Thanks everyone for your valuable feedback to improve the project

Cheers.

Codigo_Logo_Programacao_e_Inteligencia_Artificial · April 26, 2019, 7:04pm

We also thank the Common Voice team for this awesome project!

JAGulin · May 10, 2019, 7:26am

@Codigo_Logo_Programacao_e_Inteligencia_Artificial
Just in-case it wasn’t mentioned before, there is a “skip” button which will give you a new phrase to record (so you still have 5). Isn’t it available to you?

As for “Inc” it would mean “incorporated” when about a company.
https://en.wikipedia.org/wiki/Inc.
The intention may have been to remove these strings, but when it’s a standard part of a company name like “Acme Inc” I’d say it could be read as “ink”. The safe bet is to skip, though.

Codigo_Logo_Programacao_e_Inteligencia_Artificial · May 10, 2019, 7:42am

Yeah I’m seeing this button now. Ok got it.

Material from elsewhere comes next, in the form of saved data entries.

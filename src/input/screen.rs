use std::path::Path;

use serde::Deserialize;

use crate::input::InputError;
use crate::input::reader::tsv_reader;
use crate::model::records::{CompetitionInteraction, Interaction};

/// Raw competition row; `hitRank` is written as a float (with NaN or an empty
/// cell for non-hits) by the upstream dataframe export.
#[derive(Debug, Deserialize)]
struct CompetitionRecord {
    accession: String,
    #[serde(rename = "geneName")]
    gene_name: String,
    #[serde(rename = "fragId")]
    frag_id: String,
    l2fc: f64,
    #[serde(rename = "l2fcM")]
    l2fc_m: f64,
    #[serde(rename = "protHits")]
    prot_hits: u32,
    #[serde(rename = "ligHits")]
    lig_hits: u32,
    ml10p: f64,
    #[serde(rename = "ml10adjP")]
    ml10_adj_p: f64,
    #[serde(rename = "mdfClass")]
    mdf_class: u8,
    #[serde(rename = "gen1Lig")]
    gen1_lig: String,
    #[serde(rename = "hitRank", default)]
    hit_rank: Option<f64>,
}

impl From<CompetitionRecord> for CompetitionInteraction {
    fn from(r: CompetitionRecord) -> Self {
        let hit_rank = r
            .hit_rank
            .filter(|v| v.is_finite() && *v >= 0.0)
            .map(|v| v.round() as u32);
        CompetitionInteraction {
            interaction: Interaction {
                accession: r.accession,
                gene_name: r.gene_name,
                frag_id: r.frag_id,
                l2fc: r.l2fc,
                l2fc_m: r.l2fc_m,
                prot_hits: r.prot_hits,
                lig_hits: r.lig_hits,
                ml10p: r.ml10p,
                ml10_adj_p: r.ml10_adj_p,
                mdf_class: r.mdf_class,
            },
            gen1_lig: r.gen1_lig,
            hit_rank,
        }
    }
}

pub fn parse_interactions(path: &Path) -> Result<Vec<Interaction>, InputError> {
    let mut reader = tsv_reader(path)?;
    let mut rows = Vec::new();
    for record in reader.deserialize::<Interaction>() {
        rows.push(record.map_err(|source| InputError::Csv {
            path: path.to_path_buf(),
            source,
        })?);
    }
    tracing::debug!(path = %path.display(), rows = rows.len(), "parsed screen table");
    Ok(rows)
}

pub fn parse_competition(path: &Path) -> Result<Vec<CompetitionInteraction>, InputError> {
    let mut reader = tsv_reader(path)?;
    let mut rows = Vec::new();
    for record in reader.deserialize::<CompetitionRecord>() {
        let record = record.map_err(|source| InputError::Csv {
            path: path.to_path_buf(),
            source,
        })?;
        rows.push(CompetitionInteraction::from(record));
    }
    tracing::debug!(path = %path.display(), rows = rows.len(), "parsed competition table");
    Ok(rows)
}
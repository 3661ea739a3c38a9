use super::*;
use crate::model::filters::{AdjPValueFilter, ConfidenceFilter, PValueFilter};
use crate::test_support::fixture_tables;

#[test]
fn test_protein_summary_facts() {
    let tables = fixture_tables();
    let config = EngineConfig::default_v1();
    let view = run_stage1(&tables, &config, "P11111", &FilterSet::default());
    let s = view.summary().unwrap();

    assert_eq!(s.description.as_deref(), Some("Alpha kinase ALPHA"));
    assert_eq!(s.gene_name, "ALPHA");
    assert_eq!(s.num_interactions, 4);
    assert_eq!(s.reference_hit_count, 2);
    assert_eq!(s.best_ligand.as_deref(), Some("C100"));
    assert_eq!(s.top_ligands, vec!["C100", "C027"]);
    assert_eq!(s.promiscuity.denominator, 407);
    assert!(!s.promiscuity.flagged);

    let ids: Vec<&str> = s.view.rows.iter().map(|r| r.frag_id.as_str()).collect();
    assert_eq!(ids, vec!["C100", "C027"]);
}

#[test]
fn test_protein_view_without_filters_sorted() {
    let tables = fixture_tables();
    let config = EngineConfig::default_v1();
    let view = run_stage1(&tables, &config, "P11111", &FilterSet::NONE);
    let s = view.summary().unwrap();
    let ids: Vec<&str> = s.view.rows.iter().map(|r| r.frag_id.as_str()).collect();
    assert_eq!(ids, vec!["C100", "C300", "C027", "C200"]);
    // Reference facts do not follow the user's filters.
    assert_eq!(s.reference_hit_count, 2);
}

#[test]
fn test_protein_without_reference_hits_clears_filters() {
    let tables = fixture_tables();
    let config = EngineConfig::default_v1();
    let view = run_stage1(&tables, &config, "P44444", &FilterSet::default());
    let s = view.summary().unwrap();
    assert_eq!(s.reference_hit_count, 0);
    assert_eq!(s.best_ligand, None);
    assert!(s.top_ligands.is_empty());
    assert!(s.view.filters_cleared);
    assert_eq!(s.view.len(), 1);
}

#[test]
fn test_selected_filters_narrow_view() {
    let tables = fixture_tables();
    let config = EngineConfig::default_v1();
    let filters = FilterSet::new(
        PValueFilter::Below005,
        AdjPValueFilter::NoFilter,
        ConfidenceFilter::Low,
    );
    let view = run_stage1(&tables, &config, "P11111", &filters);
    let s = view.summary().unwrap();
    let ids: Vec<&str> = s.view.rows.iter().map(|r| r.frag_id.as_str()).collect();
    assert_eq!(ids, vec!["C100", "C027", "C200"]);
}

#[test]
fn test_unknown_protein_has_no_interactions() {
    let tables = fixture_tables();
    let config = EngineConfig::default_v1();
    let view = run_stage1(&tables, &config, "P0DUB6", &FilterSet::default());
    assert!(view.summary().is_none());
    assert_eq!(view.num_interactions(), 0);

    let view = run_stage1(&tables, &config, "NOT-LISTED", &FilterSet::default());
    match view {
        ProteinView::NoInteractions { description, .. } => assert_eq!(description, None),
        ProteinView::Detected(_) => panic!("expected no interactions"),
    }
}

Michael_Maggs · May 22, 2019, 12:50pm

While it’s fantastic to have so many English sentences from Wikipedia, we shouldn’t assume that everything should come from there. WP sentences are typically straight facts which are often boring to record and review. They frequently include really obscure non-English proper names (such as villages in Russia) that aren’t at all useful for the dataset and are exceptionally hard for volunteers to read. And they mostly lack the proper names that we do need such as common English language given names.

If nobody objects I’ll re-start uploading sentences from interesting public domain books, with personal names replaced by script to increase name diversity.

nukeador · May 22, 2019, 12:52pm

Do you have ideas on how we can optimize the wikipedia extraction to avoid this issue?

dabinat · May 23, 2019, 4:00am

I have been trying to filter out letter sequences that don’t tend to occur often in English. For example, there are no English words (that I know of) that contain the letter sequences “uuk” or “ijp”, so it filters sentences with words containing these letter sequences.

You can find my script here: https://github.com/dabinat/cvtools/blob/master/sentence_validator.py

(I also have a PR awaiting approval with these changes: https://github.com/mozilla/voice-web/pull/2040 )

dabinat · May 23, 2019, 4:03am

Yes, the Wikipedia stuff has improved word coverage a lot but it’s all past-tense, third-person fact description. We still need other sources for diversity.

I’m happy to review any sentences you upload.